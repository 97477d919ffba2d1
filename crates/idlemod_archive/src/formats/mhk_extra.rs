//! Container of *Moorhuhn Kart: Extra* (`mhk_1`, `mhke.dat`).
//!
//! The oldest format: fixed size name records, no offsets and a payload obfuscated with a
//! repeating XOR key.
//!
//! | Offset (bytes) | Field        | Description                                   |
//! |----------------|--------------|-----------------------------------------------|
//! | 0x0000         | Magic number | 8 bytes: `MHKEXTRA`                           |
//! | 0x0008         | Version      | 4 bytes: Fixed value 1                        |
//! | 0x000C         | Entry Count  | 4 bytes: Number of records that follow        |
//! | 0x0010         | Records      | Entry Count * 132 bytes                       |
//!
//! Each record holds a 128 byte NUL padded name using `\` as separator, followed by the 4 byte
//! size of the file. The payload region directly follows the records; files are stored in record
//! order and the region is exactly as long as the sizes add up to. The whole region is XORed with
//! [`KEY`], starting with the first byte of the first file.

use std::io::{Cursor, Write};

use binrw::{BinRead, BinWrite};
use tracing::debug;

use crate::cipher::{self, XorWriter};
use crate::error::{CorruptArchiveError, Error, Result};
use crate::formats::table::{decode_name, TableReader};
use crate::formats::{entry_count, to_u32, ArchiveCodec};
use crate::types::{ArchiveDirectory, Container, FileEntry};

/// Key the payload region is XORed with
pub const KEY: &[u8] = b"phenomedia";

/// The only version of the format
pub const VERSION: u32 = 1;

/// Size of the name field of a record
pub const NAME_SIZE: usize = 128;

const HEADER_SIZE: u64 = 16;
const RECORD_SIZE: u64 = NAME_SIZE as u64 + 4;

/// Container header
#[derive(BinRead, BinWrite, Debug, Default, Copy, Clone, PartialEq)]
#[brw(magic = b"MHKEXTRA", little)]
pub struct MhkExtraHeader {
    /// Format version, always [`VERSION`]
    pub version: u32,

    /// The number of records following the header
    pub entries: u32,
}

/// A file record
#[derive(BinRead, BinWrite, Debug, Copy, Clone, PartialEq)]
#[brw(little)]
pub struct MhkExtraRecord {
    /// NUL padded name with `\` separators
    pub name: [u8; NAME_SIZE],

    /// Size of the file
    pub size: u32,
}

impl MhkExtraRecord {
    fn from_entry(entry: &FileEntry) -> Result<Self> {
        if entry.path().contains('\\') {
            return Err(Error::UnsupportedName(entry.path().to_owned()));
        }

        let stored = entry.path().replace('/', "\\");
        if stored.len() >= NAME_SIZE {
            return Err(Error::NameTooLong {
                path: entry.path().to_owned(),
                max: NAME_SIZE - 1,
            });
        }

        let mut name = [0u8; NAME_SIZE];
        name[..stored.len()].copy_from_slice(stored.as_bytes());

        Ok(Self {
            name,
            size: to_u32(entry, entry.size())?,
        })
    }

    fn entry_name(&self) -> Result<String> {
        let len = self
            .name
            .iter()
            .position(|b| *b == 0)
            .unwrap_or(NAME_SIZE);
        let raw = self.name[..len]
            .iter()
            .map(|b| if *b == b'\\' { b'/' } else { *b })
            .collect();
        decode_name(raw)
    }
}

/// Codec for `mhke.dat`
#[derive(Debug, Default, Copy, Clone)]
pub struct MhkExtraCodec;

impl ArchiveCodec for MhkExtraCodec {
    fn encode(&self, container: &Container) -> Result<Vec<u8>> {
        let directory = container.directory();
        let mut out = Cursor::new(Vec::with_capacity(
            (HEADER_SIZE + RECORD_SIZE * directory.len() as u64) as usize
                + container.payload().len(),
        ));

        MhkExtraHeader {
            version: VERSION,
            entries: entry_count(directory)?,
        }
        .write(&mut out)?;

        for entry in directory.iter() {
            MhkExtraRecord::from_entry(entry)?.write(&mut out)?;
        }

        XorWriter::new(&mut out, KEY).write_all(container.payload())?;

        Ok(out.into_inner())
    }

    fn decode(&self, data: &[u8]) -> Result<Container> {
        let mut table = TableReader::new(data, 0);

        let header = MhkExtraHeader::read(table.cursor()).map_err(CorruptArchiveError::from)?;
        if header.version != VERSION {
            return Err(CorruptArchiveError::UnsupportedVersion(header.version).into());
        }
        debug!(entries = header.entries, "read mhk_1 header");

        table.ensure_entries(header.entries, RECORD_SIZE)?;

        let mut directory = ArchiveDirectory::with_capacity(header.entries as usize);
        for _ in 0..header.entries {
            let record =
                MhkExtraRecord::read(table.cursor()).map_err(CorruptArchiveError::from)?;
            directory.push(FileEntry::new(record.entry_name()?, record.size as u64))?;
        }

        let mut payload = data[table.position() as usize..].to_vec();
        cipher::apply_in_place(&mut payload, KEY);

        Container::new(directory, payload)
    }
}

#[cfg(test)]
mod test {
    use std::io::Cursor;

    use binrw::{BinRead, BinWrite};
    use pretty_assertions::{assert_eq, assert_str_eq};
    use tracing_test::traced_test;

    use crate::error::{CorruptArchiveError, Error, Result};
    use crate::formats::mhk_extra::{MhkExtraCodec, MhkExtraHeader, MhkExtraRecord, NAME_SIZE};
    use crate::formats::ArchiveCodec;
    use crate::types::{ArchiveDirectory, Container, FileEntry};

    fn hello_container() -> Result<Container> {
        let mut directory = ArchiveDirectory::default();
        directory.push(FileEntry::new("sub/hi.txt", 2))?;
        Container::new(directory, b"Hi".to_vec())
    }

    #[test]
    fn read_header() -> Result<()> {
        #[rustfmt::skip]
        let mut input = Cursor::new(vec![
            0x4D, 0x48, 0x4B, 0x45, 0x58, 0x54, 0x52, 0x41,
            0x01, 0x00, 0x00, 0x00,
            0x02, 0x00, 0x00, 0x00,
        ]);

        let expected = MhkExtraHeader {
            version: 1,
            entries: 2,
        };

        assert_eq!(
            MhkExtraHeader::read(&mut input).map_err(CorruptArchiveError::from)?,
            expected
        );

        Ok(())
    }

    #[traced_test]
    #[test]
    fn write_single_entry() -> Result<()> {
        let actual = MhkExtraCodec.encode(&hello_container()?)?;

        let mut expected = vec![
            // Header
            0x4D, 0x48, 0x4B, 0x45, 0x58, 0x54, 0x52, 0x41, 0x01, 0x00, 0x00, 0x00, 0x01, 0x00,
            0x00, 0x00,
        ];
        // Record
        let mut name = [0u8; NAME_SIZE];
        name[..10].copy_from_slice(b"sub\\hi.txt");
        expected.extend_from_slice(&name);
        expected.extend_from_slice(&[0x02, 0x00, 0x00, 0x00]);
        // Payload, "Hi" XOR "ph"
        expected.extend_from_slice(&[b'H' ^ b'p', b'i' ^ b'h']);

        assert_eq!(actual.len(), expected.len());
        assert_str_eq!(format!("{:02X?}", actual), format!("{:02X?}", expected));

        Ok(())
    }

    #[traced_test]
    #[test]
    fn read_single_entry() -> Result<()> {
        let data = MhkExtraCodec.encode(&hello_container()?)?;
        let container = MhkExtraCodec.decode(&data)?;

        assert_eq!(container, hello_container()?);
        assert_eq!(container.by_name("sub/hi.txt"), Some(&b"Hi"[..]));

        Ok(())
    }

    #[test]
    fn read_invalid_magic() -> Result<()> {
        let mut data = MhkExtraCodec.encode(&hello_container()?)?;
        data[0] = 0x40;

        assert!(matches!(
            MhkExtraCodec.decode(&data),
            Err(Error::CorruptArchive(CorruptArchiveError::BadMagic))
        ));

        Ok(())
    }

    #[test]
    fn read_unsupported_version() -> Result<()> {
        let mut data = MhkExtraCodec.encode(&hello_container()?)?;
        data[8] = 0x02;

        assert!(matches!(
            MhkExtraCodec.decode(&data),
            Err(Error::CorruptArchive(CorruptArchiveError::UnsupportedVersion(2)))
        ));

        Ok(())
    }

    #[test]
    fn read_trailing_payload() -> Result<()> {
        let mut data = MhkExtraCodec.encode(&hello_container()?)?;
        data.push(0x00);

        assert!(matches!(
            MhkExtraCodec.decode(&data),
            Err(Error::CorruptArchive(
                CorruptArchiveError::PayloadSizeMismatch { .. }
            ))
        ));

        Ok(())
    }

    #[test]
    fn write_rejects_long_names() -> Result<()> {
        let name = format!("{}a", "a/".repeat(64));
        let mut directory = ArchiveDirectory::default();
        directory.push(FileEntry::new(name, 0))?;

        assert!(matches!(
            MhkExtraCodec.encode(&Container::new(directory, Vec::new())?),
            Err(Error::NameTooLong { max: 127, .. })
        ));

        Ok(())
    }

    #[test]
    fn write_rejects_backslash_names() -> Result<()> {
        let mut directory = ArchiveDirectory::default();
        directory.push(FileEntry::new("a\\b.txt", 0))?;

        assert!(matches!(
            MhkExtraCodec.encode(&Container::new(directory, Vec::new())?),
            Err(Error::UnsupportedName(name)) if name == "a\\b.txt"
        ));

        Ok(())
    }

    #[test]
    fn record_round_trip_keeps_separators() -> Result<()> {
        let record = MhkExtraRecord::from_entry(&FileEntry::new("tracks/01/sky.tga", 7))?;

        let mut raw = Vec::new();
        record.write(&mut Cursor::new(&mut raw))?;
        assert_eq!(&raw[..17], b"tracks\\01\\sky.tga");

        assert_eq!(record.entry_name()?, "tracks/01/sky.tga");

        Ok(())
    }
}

--------------------------------------------------

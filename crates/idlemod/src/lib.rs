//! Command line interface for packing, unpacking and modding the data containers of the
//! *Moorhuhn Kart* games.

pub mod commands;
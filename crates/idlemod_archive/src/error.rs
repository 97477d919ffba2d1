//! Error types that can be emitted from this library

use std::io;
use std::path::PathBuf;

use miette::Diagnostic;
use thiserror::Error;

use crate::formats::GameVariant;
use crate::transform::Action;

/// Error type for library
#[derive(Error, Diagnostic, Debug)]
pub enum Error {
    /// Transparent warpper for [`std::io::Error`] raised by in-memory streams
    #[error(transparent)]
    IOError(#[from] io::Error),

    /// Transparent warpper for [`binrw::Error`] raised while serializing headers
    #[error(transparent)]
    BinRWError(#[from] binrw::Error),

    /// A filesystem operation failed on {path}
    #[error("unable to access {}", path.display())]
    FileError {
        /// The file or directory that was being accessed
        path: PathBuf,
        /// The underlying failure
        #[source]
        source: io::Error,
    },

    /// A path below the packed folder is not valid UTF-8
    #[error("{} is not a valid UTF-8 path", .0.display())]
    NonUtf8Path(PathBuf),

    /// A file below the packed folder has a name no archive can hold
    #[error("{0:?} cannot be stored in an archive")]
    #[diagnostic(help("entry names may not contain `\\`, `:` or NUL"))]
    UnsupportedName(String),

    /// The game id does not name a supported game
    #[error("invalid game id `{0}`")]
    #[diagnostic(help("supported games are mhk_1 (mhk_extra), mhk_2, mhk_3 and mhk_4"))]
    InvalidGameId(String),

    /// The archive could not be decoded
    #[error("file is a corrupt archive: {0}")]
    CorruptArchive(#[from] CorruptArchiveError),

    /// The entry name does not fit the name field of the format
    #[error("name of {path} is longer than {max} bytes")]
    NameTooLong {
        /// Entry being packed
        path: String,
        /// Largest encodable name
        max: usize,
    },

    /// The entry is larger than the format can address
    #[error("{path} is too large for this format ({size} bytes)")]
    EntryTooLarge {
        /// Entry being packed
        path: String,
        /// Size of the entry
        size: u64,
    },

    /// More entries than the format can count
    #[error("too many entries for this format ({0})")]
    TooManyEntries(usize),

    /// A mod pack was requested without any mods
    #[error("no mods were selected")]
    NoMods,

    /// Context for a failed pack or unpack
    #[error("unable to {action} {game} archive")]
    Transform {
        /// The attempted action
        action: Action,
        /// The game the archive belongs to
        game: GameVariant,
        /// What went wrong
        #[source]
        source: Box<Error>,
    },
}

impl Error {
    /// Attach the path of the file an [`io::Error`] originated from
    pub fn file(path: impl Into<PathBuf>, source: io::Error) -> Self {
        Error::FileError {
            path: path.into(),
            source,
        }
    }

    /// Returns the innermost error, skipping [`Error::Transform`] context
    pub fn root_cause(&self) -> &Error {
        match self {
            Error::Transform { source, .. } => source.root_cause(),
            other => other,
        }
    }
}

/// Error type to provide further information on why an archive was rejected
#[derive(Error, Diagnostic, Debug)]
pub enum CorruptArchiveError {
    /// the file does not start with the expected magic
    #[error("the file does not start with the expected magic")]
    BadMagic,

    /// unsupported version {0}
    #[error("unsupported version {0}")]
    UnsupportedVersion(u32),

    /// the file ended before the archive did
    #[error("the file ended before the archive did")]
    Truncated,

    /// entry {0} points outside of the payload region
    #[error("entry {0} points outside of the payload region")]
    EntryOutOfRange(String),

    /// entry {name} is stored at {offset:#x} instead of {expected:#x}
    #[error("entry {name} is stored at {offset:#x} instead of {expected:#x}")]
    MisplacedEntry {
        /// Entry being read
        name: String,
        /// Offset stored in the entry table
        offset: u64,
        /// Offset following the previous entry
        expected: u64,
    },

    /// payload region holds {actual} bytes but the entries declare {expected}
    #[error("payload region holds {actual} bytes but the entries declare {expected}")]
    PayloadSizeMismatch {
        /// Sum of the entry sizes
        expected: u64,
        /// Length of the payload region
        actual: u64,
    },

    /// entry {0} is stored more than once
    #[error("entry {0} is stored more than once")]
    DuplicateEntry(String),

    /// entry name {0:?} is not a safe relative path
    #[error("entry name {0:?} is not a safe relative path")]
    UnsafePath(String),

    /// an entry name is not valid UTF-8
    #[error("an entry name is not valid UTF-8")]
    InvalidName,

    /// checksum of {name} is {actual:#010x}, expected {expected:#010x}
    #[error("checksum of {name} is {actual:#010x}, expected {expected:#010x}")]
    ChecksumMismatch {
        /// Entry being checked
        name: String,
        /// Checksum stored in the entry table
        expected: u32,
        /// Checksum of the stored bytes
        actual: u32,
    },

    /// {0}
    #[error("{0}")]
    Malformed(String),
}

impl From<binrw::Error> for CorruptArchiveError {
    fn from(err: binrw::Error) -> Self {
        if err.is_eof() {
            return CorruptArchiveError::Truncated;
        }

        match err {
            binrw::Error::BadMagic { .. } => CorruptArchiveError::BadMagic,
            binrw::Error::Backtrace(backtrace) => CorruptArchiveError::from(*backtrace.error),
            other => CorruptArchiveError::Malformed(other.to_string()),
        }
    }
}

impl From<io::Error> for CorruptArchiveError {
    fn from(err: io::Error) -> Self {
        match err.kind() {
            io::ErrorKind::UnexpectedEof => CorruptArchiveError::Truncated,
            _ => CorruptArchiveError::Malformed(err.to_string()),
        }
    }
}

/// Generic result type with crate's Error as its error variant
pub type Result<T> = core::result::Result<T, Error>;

--------------------------------------------------

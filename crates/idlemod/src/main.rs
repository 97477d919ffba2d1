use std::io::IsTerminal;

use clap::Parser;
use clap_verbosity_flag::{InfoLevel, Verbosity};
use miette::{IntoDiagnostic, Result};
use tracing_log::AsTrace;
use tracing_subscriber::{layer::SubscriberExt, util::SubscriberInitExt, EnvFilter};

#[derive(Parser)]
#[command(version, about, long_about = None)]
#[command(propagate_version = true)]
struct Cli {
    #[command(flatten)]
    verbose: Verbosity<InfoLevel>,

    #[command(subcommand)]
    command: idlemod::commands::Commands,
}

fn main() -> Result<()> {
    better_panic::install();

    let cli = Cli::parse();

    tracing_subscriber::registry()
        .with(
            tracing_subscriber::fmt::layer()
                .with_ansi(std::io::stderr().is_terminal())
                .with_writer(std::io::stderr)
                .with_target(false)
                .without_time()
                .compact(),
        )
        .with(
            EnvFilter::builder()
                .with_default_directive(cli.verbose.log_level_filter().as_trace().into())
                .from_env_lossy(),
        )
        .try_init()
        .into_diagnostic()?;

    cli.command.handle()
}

--------------------------------------------------

What to work on –
Return each line among the entries that holds the word "packed".

Solution for this problem –
    /// A path below the packed folder is not valid UTF-8
    /// A file below the packed folder has a name no archive can hold
        /// Entry being packed
        /// Entry being packed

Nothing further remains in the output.